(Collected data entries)
....

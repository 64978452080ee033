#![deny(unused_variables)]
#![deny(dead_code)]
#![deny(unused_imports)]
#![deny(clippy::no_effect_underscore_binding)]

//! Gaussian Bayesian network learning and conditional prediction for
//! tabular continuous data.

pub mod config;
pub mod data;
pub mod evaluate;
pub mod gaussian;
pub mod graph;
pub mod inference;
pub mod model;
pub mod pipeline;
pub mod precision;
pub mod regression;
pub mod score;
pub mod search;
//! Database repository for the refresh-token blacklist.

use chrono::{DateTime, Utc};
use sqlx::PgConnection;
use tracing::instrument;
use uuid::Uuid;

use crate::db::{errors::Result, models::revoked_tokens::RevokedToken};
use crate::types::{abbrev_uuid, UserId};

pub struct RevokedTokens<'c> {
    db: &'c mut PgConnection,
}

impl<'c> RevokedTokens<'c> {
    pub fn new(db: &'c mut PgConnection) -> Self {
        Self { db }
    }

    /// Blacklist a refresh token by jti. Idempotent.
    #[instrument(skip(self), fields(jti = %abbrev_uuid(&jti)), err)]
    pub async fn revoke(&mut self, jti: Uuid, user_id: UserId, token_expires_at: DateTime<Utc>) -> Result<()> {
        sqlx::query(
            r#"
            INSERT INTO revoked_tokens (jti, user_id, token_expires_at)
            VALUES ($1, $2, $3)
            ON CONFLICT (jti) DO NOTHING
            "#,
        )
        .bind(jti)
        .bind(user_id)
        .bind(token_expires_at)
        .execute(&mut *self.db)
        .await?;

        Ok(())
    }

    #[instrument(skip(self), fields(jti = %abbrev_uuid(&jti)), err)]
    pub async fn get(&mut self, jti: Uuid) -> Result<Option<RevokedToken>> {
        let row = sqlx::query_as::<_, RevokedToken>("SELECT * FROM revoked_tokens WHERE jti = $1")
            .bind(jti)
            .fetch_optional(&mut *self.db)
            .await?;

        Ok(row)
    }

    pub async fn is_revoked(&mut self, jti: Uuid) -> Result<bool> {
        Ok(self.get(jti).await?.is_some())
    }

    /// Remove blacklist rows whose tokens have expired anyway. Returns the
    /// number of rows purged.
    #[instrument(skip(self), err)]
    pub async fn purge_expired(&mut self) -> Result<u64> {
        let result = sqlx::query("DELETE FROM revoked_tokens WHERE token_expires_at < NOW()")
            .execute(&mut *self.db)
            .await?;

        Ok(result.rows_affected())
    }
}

....

PROBLEM TO SOLVE: Each record must be reproduced exactly, with nothing missing.

SOLUTION FOR THIS PROBLEM:
repository 64978452080ee033
#![deny(unused_variables)]
#![deny(dead_code)]
#![deny(unused_imports)]
#![deny(clippy::no_effect_underscore_binding)]

//! Gaussian Bayesian network learning and conditional prediction for
//! tabular continuous data.

pub mod config;
pub mod data;
pub mod evaluate;
pub mod gaussian;
pub mod graph;
pub mod inference;
pub mod model;
pub mod pipeline;
pub mod precision;
pub mod regression;
pub mod score;
pub mod search;
//! Database repository for the refresh-token blacklist.

use chrono::{DateTime, Utc};
use sqlx::PgConnection;
use tracing::instrument;
use uuid::Uuid;

use crate::db::{errors::Result, models::revoked_tokens::RevokedToken};
use crate::types::{abbrev_uuid, UserId};

pub struct RevokedTokens<'c> {
    db: &'c mut PgConnection,
}

impl<'c> RevokedTokens<'c> {
    pub fn new(db: &'c mut PgConnection) -> Self {
        Self { db }
    }

    /// Blacklist a refresh token by jti. Idempotent.
    #[instrument(skip(self), fields(jti = %abbrev_uuid(&jti)), err)]
    pub async fn revoke(&mut self, jti: Uuid, user_id: UserId, token_expires_at: DateTime<Utc>) -> Result<()> {
        sqlx::query(
            r#"
            INSERT INTO revoked_tokens (jti, user_id, token_expires_at)
            VALUES ($1, $2, $3)
            ON CONFLICT (jti) DO NOTHING
            "#,
        )
        .bind(jti)
        .bind(user_id)
        .bind(token_expires_at)
        .execute(&mut *self.db)
        .await?;

        Ok(())
    }

    #[instrument(skip(self), fields(jti = %abbrev_uuid(&jti)), err)]
    pub async fn get(&mut self, jti: Uuid) -> Result<Option<RevokedToken>> {
        let row = sqlx::query_as::<_, RevokedToken>("SELECT * FROM revoked_tokens WHERE jti = $1")
            .bind(jti)
            .fetch_optional(&mut *self.db)
            .await?;

        Ok(row)
    }

    pub async fn is_revoked(&mut self, jti: Uuid) -> Result<bool> {
        Ok(self.get(jti).await?.is_some())
    }

    /// Remove blacklist rows whose tokens have expired anyway. Returns the
    /// number of rows purged.
    #[instrument(skip(self), err)]
    pub async fn purge_expired(&mut self) -> Result<u64> {
        let result = sqlx::query("DELETE FROM revoked_tokens WHERE token_expires_at < NOW()")
            .execute(&mut *self.db)
            .await?;

        Ok(result.rows_affected())
    }
}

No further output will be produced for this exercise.